BACKGROUND: Oxygen transport is optimized at the cellular level, since oxygen serves as the terminal electron acceptor in mitochondrial oxidative phosphorylation and several enzymatic processes require molecular oxygen as substrate. During development and aging, redundant cells and exhausted cells are eliminated, respectively, whereas others can adapt to the stressful environment and survive. OBJECTIVE: The study investigated the molecular mechanisms activated in the lung during normal aging, through the expression of hypoxia inducible factor (HIF), vascular endothelial growth factor (VEGF), p53, p66(Shc), putative cysteine protease (CPP32) and kinaseB-α phosphorylation (pIkB-α).

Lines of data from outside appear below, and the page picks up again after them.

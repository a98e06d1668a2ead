use std::{env, str::FromStr};

pub fn parse_env<T>(key: &str, default: &str) -> T
where
    T: FromStr + Default,
    <T as FromStr>::Err: std::fmt::Debug,
{
    env::var(key)
        .unwrap_or_else(|_| String::from(default))
        .parse()
        .unwrap_or_default()
}

pub fn parse_env_opt<T>(key: &str) -> Option<T>
where
    T: FromStr,
    <T as FromStr>::Err: std::fmt::Debug,
{
    env::var(key).ok().and_then(|v| {
        if v.is_empty() {
            return None;
        }
        v.parse().ok()
    })
}
use mongodb::{
    Client, Collection, Database,
    bson::doc,
    options::{ClientOptions, Credential, Tls, TlsOptions},
};
use std::time::Duration;

use crate::{
    configs::{APP_NAME, DATABASE, MESSAGES_COLLECTION, mongo::MONGO_CONFIGS},
    dbs::mongo::models::message::Message,
};

pub struct MongoDB {
    client: Client,
    database: Database,
    pub messages: Collection<Message>,
}

impl MongoDB {
    pub async fn init() -> anyhow::Result<Self> {
        let mut opts = ClientOptions::parse(&MONGO_CONFIGS.uri).await?;
        opts.app_name = Some(APP_NAME.to_string());

        let timeout = Duration::from_secs(MONGO_CONFIGS.connect_timeout_secs);
        opts.connect_timeout = Some(timeout);
        opts.server_selection_timeout = Some(timeout);

        if MONGO_CONFIGS.username.is_some() {
            opts.credential = Some(
                Credential::builder()
                    .username(MONGO_CONFIGS.username.clone())
                    .password(MONGO_CONFIGS.password.clone())
                    .source(MONGO_CONFIGS.auth_source.clone())
                    .build(),
            );
        }
        if MONGO_CONFIGS.ssl {
            let mut tls_opts = TlsOptions::default();
            if let Some(ref ca) = MONGO_CONFIGS.ca_file_path {
                tls_opts.ca_file_path = Some(ca.into());
            }
            if let Some(ref cert) = MONGO_CONFIGS.cert_key_file_path {
                tls_opts.cert_key_file_path = Some(cert.into());
            }
            if let Some(v) = MONGO_CONFIGS.allow_invalid_certificates {
                tls_opts.allow_invalid_certificates = Some(v);
            }
            opts.tls = Some(Tls::Enabled(tls_opts));
        }

        let client = Client::with_options(opts)?;

        // The driver connects lazily; ping so an unreachable server fails here
        // instead of at the first write.
        client
            .database("admin")
            .run_command(doc! { "ping": 1 })
            .await?;

        let database = client.database(DATABASE);
        let messages = database.collection::<Message>(MESSAGES_COLLECTION);

        Ok(Self { client, database, messages })
    }

    pub async fn create_collection(&self, name: &str) -> anyhow::Result<()> {
        self.database.create_collection(name).await?;
        Ok(())
    }

    pub fn database_name(&self) -> &str {
        self.database.name()
    }

    pub fn client(&self) -> &Client {
        &self.client
    }
}
//! `strata init`: write a default configuration file.

use std::path::PathBuf;

use tracing::info;

use crate::{
    cli::InitArgs,
    config::{AppConfig, LOCAL_CONFIG_FILE},
    error::{CliResult, IntoCli},
    output::OutputManager,
};

pub fn execute(args: InitArgs, output: OutputManager) -> CliResult<()> {
    let config_path = target_path(&args);

    if config_path.exists() && !args.force {
        output.warning(&format!(
            "Config already exists at {}  (use --force to overwrite)",
            config_path.display(),
        ))?;
        return Ok(());
    }

    let toml = AppConfig::default().to_toml()?;

    if let Some(parent) = config_path.parent().filter(|p| !p.as_os_str().is_empty()) {
        std::fs::create_dir_all(parent).with_cli_context(|| {
            format!("Failed to create config directory '{}'", parent.display())
        })?;
    }

    std::fs::write(&config_path, &toml)
        .with_cli_context(|| format!("Failed to write config to '{}'", config_path.display()))?;

    info!(path = %config_path.display(), "configuration written");
    output.success(&format!("Configuration created at {}", config_path.display()))?;
    Ok(())
}

fn target_path(args: &InitArgs) -> PathBuf {
    if args.local {
        PathBuf::from(LOCAL_CONFIG_FILE)
    } else {
        AppConfig::config_path()
    }
}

MATERIALS AND METHODS: Twelve male Wistar rats divided into two age-groups, each consisting of 6 animals, 3 and 24 months old, were used. The rats were anesthetized with Nembutal (40 mg/kg, ip) and the lungs were excised from each rat and processed for TUNEL and Western blotting analyses. RESULTS: The expressions of p53, p66(Shc )and CPP32 were significantly increased in the old normoxic rat lung specimens, when compared with the young ones. In parallel, expressions of VEGF and pIkBα were increased in old rather than young rats. CONCLUSIONS: Aging leads to increased expressions of p53, p66(Shc )and CPP32, suggesting that apoptosis is in progress. At the same time, the lung tries to counteract apoptosis through the production of VEGF and pIkB-α to adapt itself to a stressful situation. The aging lung creates a life-support system in order to counteract the apoptotic process.